Task statement ->
A verbatim copy of every record is needed.

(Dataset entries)
====

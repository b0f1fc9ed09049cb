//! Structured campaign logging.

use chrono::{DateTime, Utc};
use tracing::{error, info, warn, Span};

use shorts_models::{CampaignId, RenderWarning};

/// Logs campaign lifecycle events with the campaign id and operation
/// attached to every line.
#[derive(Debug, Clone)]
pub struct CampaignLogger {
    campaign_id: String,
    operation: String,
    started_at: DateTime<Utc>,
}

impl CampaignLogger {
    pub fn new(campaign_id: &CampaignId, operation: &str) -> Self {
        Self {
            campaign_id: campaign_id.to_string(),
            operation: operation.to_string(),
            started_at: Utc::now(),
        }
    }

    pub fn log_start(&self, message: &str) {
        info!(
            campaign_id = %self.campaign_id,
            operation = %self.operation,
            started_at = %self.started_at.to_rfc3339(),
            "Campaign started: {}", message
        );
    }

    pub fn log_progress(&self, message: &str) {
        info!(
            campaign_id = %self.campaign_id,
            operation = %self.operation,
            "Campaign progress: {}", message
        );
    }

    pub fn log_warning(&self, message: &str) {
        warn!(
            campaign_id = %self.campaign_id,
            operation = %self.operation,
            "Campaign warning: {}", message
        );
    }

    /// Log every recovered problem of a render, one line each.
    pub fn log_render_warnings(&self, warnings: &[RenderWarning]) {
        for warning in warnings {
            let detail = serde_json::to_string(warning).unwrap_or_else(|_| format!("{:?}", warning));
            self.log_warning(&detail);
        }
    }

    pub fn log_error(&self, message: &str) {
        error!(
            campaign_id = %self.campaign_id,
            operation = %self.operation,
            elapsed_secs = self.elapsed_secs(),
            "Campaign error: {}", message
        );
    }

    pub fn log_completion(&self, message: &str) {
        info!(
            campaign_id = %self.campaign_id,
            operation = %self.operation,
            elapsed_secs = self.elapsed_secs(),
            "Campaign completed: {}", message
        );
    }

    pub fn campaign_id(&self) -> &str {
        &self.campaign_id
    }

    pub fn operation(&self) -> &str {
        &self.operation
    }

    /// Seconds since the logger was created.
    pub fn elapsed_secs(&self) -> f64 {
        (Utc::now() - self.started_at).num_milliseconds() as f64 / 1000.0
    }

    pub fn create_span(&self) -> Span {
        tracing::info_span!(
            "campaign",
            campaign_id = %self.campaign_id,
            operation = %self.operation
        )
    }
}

====

Solution ->
repository b0f1fc9ed09049cb
//! Structured campaign logging.

use chrono::{DateTime, Utc};
use tracing::{error, info, warn, Span};

use shorts_models::{CampaignId, RenderWarning};

/// Logs campaign lifecycle events with the campaign id and operation
/// attached to every line.
#[derive(Debug, Clone)]
pub struct CampaignLogger {
    campaign_id: String,
    operation: String,
    started_at: DateTime<Utc>,
}

impl CampaignLogger {
    pub fn new(campaign_id: &CampaignId, operation: &str) -> Self {
        Self {
            campaign_id: campaign_id.to_string(),
            operation: operation.to_string(),
            started_at: Utc::now(),
        }
    }

    pub fn log_start(&self, message: &str) {
        info!(
            campaign_id = %self.campaign_id,
            operation = %self.operation,
            started_at = %self.started_at.to_rfc3339(),
            "Campaign started: {}", message
        );
    }

    pub fn log_progress(&self, message: &str) {
        info!(
            campaign_id = %self.campaign_id,
            operation = %self.operation,
            "Campaign progress: {}", message
        );
    }

    pub fn log_warning(&self, message: &str) {
        warn!(
            campaign_id = %self.campaign_id,
            operation = %self.operation,
            "Campaign warning: {}", message
        );
    }

    /// Log every recovered problem of a render, one line each.
    pub fn log_render_warnings(&self, warnings: &[RenderWarning]) {
        for warning in warnings {
            let detail = serde_json::to_string(warning).unwrap_or_else(|_| format!("{:?}", warning));
            self.log_warning(&detail);
        }
    }

    pub fn log_error(&self, message: &str) {
        error!(
            campaign_id = %self.campaign_id,
            operation = %self.operation,
            elapsed_secs = self.elapsed_secs(),
            "Campaign error: {}", message
        );
    }

    pub fn log_completion(&self, message: &str) {
        info!(
            campaign_id = %self.campaign_id,
            operation = %self.operation,
            elapsed_secs = self.elapsed_secs(),
            "Campaign completed: {}", message
        );
    }

    pub fn campaign_id(&self) -> &str {
        &self.campaign_id
    }

    pub fn operation(&self) -> &str {
        &self.operation
    }

    /// Seconds since the logger was created.
    pub fn elapsed_secs(&self) -> f64 {
        (Utc::now() - self.started_at).num_milliseconds() as f64 / 1000.0
    }

    pub fn create_span(&self) -> Span {
        tracing::info_span!(
            "campaign",
            campaign_id = %self.campaign_id,
            operation = %self.operation
        )
    }
}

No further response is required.